*** Dataset ***
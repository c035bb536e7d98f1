//! Hardware collaborator traits.
//!
//! Implement these for your board. None of the methods can fail: handle or
//! swallow bus errors inside the implementation, the clock keeps its own time
//! regardless of whether a peripheral responds.

use crate::types::{Button, Player};

/// Trait for reading the three clock buttons.
pub trait ButtonInput {
    /// Returns true while `button` is held down.
    ///
    /// Resolve electrical polarity here: an active-low line reads as pressed
    /// when the pin is low.
    fn is_pressed(&mut self, button: Button) -> bool;
}

/// Trait for a character display with at least two 16-column lines.
pub trait CharDisplay {
    /// Moves the cursor to `col` on line `row`.
    fn set_cursor(&mut self, col: u8, row: u8);

    /// Writes text at the cursor.
    fn write_str(&mut self, text: &str);
}

/// Named buzzer patterns.
#[derive(Debug, Clone, Copy, PartialEq, Eq)]
#[cfg_attr(feature = "defmt", derive(defmt::Format))]
pub enum BeepPattern {
    /// Single short burst.
    Start,
    /// Double short burst.
    Pause,
    /// Single longer burst.
    Warning,
    /// Short higher-pitched burst.
    FinalCountdown,
    /// Long burst at the flag.
    GameOver,
}

/// Trait for the piezo buzzer.
pub trait Buzzer {
    /// Plays `pattern`. May block for the pattern's length.
    fn play(&mut self, pattern: BeepPattern);
}

/// What the status LEDs should show.
#[derive(Debug, Clone, Copy, PartialEq, Eq)]
#[cfg_attr(feature = "defmt", derive(defmt::Format))]
pub enum LedState {
    /// Light the given player's LED only.
    Active(Player),
    /// Both LEDs off.
    AllOff,
}

/// Trait for the per-player status LEDs.
pub trait StatusLeds {
    /// Applies `state`.
    fn set(&mut self, state: LedState);
}

/// For boards without status LEDs.
#[derive(Debug, Clone, Copy, Default)]
pub struct NoLeds;

impl StatusLeds for NoLeds {
    fn set(&mut self, _state: LedState) {}
}
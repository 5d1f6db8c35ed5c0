//! Preamble recitals `(1)`, `(2)`, ... preceding the enacting formula.

use std::sync::LazyLock;

use regex::Regex;
use regstruct_core::Recital;
use tracing::info;

use crate::normalize::collapse_whitespace;

/// The enacting formula closing the preamble.
pub const ADOPTION_MARKER: &str = "HAVE ADOPTED THIS REGULATION";

#[allow(clippy::expect_used)] // Static regex that is guaranteed to be valid
static RECITAL_MARKER: LazyLock<Regex> =
    LazyLock::new(|| Regex::new(r"\((\d{1,4})\)").expect("valid regex"));

/// Extract recitals from the preamble.
///
/// Only text before [`ADOPTION_MARKER`] is considered; without the marker
/// there is no preamble and the result is empty. Markers are accepted in
/// sequence from 1 and must start the text or follow whitespace, so
/// citations like "Regulation (EU) 2016/679" or "Article 6(1)" stay inside
/// the recital text. Each recital runs to the next accepted marker or the
/// end of the preamble.
pub fn extract_recitals(text: &str) -> Vec<Recital> {
    let Some(end) = text.find(ADOPTION_MARKER) else {
        return Vec::new();
    };
    let preamble = &text[..end];

    let mut expected = 1u32;
    let mut markers: Vec<(u32, usize, usize)> = Vec::new();
    for caps in RECITAL_MARKER.captures_iter(preamble) {
        let (Some(whole), Some(digits)) = (caps.get(0), caps.get(1)) else {
            continue;
        };
        if digits.as_str().parse::<u32>().ok() != Some(expected) {
            continue;
        }
        let at_boundary = preamble[..whole.start()]
            .chars()
            .next_back()
            .is_none_or(char::is_whitespace);
        if !at_boundary {
            continue;
        }
        markers.push((expected, whole.start(), whole.end()));
        expected += 1;
    }

    let recitals: Vec<Recital> = markers
        .iter()
        .enumerate()
        .map(|(i, &(number, _, text_start))| {
            let stop = markers.get(i + 1).map(|m| m.1).unwrap_or(preamble.len());
            Recital {
                number,
                content: collapse_whitespace(&preamble[text_start..stop]),
            }
        })
        .collect();

    info!(count = recitals.len(), "extracted recitals");
    recitals
}
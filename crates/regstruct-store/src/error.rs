use std::path::PathBuf;

use thiserror::Error;

#[derive(Debug, Error)]
pub enum StoreError {
    #[error("database already exists: {0}")]
    DatabaseExists(PathBuf),

    #[error("no results for query")]
    NoResults,

    #[error("duckdb error: {0}")]
    DuckDb(#[from] ::duckdb::Error),

    #[error("json error: {0}")]
    Json(#[from] serde_json::Error),

    #[error("io error: {0}")]
    Io(#[from] std::io::Error),

    #[error("{0}")]
    Other(String),
}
***
Transcribe the material above word for word.

repository c035bb536e7d98f1
//! Hardware collaborator traits.
//!
//! Implement these for your board. None of the methods can fail: handle or
//! swallow bus errors inside the implementation, the clock keeps its own time
//! regardless of whether a peripheral responds.

use crate::types::{Button, Player};

/// Trait for reading the three clock buttons.
pub trait ButtonInput {
    /// Returns true while `button` is held down.
    ///
    /// Resolve electrical polarity here: an active-low line reads as pressed
    /// when the pin is low.
    fn is_pressed(&mut self, button: Button) -> bool;
}

/// Trait for a character display with at least two 16-column lines.
pub trait CharDisplay {
    /// Moves the cursor to `col` on line `row`.
    fn set_cursor(&mut self, col: u8, row: u8);

    /// Writes text at the cursor.
    fn write_str(&mut self, text: &str);
}

/// Named buzzer patterns.
#[derive(Debug, Clone, Copy, PartialEq, Eq)]
#[cfg_attr(feature = "defmt", derive(defmt::Format))]
pub enum BeepPattern {
    /// Single short burst.
    Start,
    /// Double short burst.
    Pause,
    /// Single longer burst.
    Warning,
    /// Short higher-pitched burst.
    FinalCountdown,
    /// Long burst at the flag.
    GameOver,
}

/// Trait for the piezo buzzer.
pub trait Buzzer {
    /// Plays `pattern`. May block for the pattern's length.
    fn play(&mut self, pattern: BeepPattern);
}

/// What the status LEDs should show.
#[derive(Debug, Clone, Copy, PartialEq, Eq)]
#[cfg_attr(feature = "defmt", derive(defmt::Format))]
pub enum LedState {
    /// Light the given player's LED only.
    Active(Player),
    /// Both LEDs off.
    AllOff,
}

/// Trait for the per-player status LEDs.
pub trait StatusLeds {
    /// Applies `state`.
    fn set(&mut self, state: LedState);
}

/// For boards without status LEDs.
#[derive(Debug, Clone, Copy, Default)]
pub struct NoLeds;

impl StatusLeds for NoLeds {
    fn set(&mut self, _state: LedState) {}
}
repository 5d1f6db8c35ed5c0
//! Preamble recitals `(1)`, `(2)`, ... preceding the enacting formula.

use std::sync::LazyLock;

use regex::Regex;
use regstruct_core::Recital;
use tracing::info;

use crate::normalize::collapse_whitespace;

/// The enacting formula closing the preamble.
pub const ADOPTION_MARKER: &str = "HAVE ADOPTED THIS REGULATION";

#[allow(clippy::expect_used)] // Static regex that is guaranteed to be valid
static RECITAL_MARKER: LazyLock<Regex> =
    LazyLock::new(|| Regex::new(r"\((\d{1,4})\)").expect("valid regex"));

/// Extract recitals from the preamble.
///
/// Only text before [`ADOPTION_MARKER`] is considered; without the marker
/// there is no preamble and the result is empty. Markers are accepted in
/// sequence from 1 and must start the text or follow whitespace, so
/// citations like "Regulation (EU) 2016/679" or "Article 6(1)" stay inside
/// the recital text. Each recital runs to the next accepted marker or the
/// end of the preamble.
pub fn extract_recitals(text: &str) -> Vec<Recital> {
    let Some(end) = text.find(ADOPTION_MARKER) else {
        return Vec::new();
    };
    let preamble = &text[..end];

    let mut expected = 1u32;
    let mut markers: Vec<(u32, usize, usize)> = Vec::new();
    for caps in RECITAL_MARKER.captures_iter(preamble) {
        let (Some(whole), Some(digits)) = (caps.get(0), caps.get(1)) else {
            continue;
        };
        if digits.as_str().parse::<u32>().ok() != Some(expected) {
            continue;
        }
        let at_boundary = preamble[..whole.start()]
            .chars()
            .next_back()
            .is_none_or(char::is_whitespace);
        if !at_boundary {
            continue;
        }
        markers.push((expected, whole.start(), whole.end()));
        expected += 1;
    }

    let recitals: Vec<Recital> = markers
        .iter()
        .enumerate()
        .map(|(i, &(number, _, text_start))| {
            let stop = markers.get(i + 1).map(|m| m.1).unwrap_or(preamble.len());
            Recital {
                number,
                content: collapse_whitespace(&preamble[text_start..stop]),
            }
        })
        .collect();

    info!(count = recitals.len(), "extracted recitals");
    recitals
}
filename crates/regstruct-store/src/error.rs
use std::path::PathBuf;

use thiserror::Error;

#[derive(Debug, Error)]
pub enum StoreError {
    #[error("database already exists: {0}")]
    DatabaseExists(PathBuf),

    #[error("no results for query")]
    NoResults,

    #[error("duckdb error: {0}")]
    DuckDb(#[from] ::duckdb::Error),

    #[error("json error: {0}")]
    Json(#[from] serde_json::Error),

    #[error("io error: {0}")]
    Io(#[from] std::io::Error),

    #[error("{0}")]
    Other(String),
}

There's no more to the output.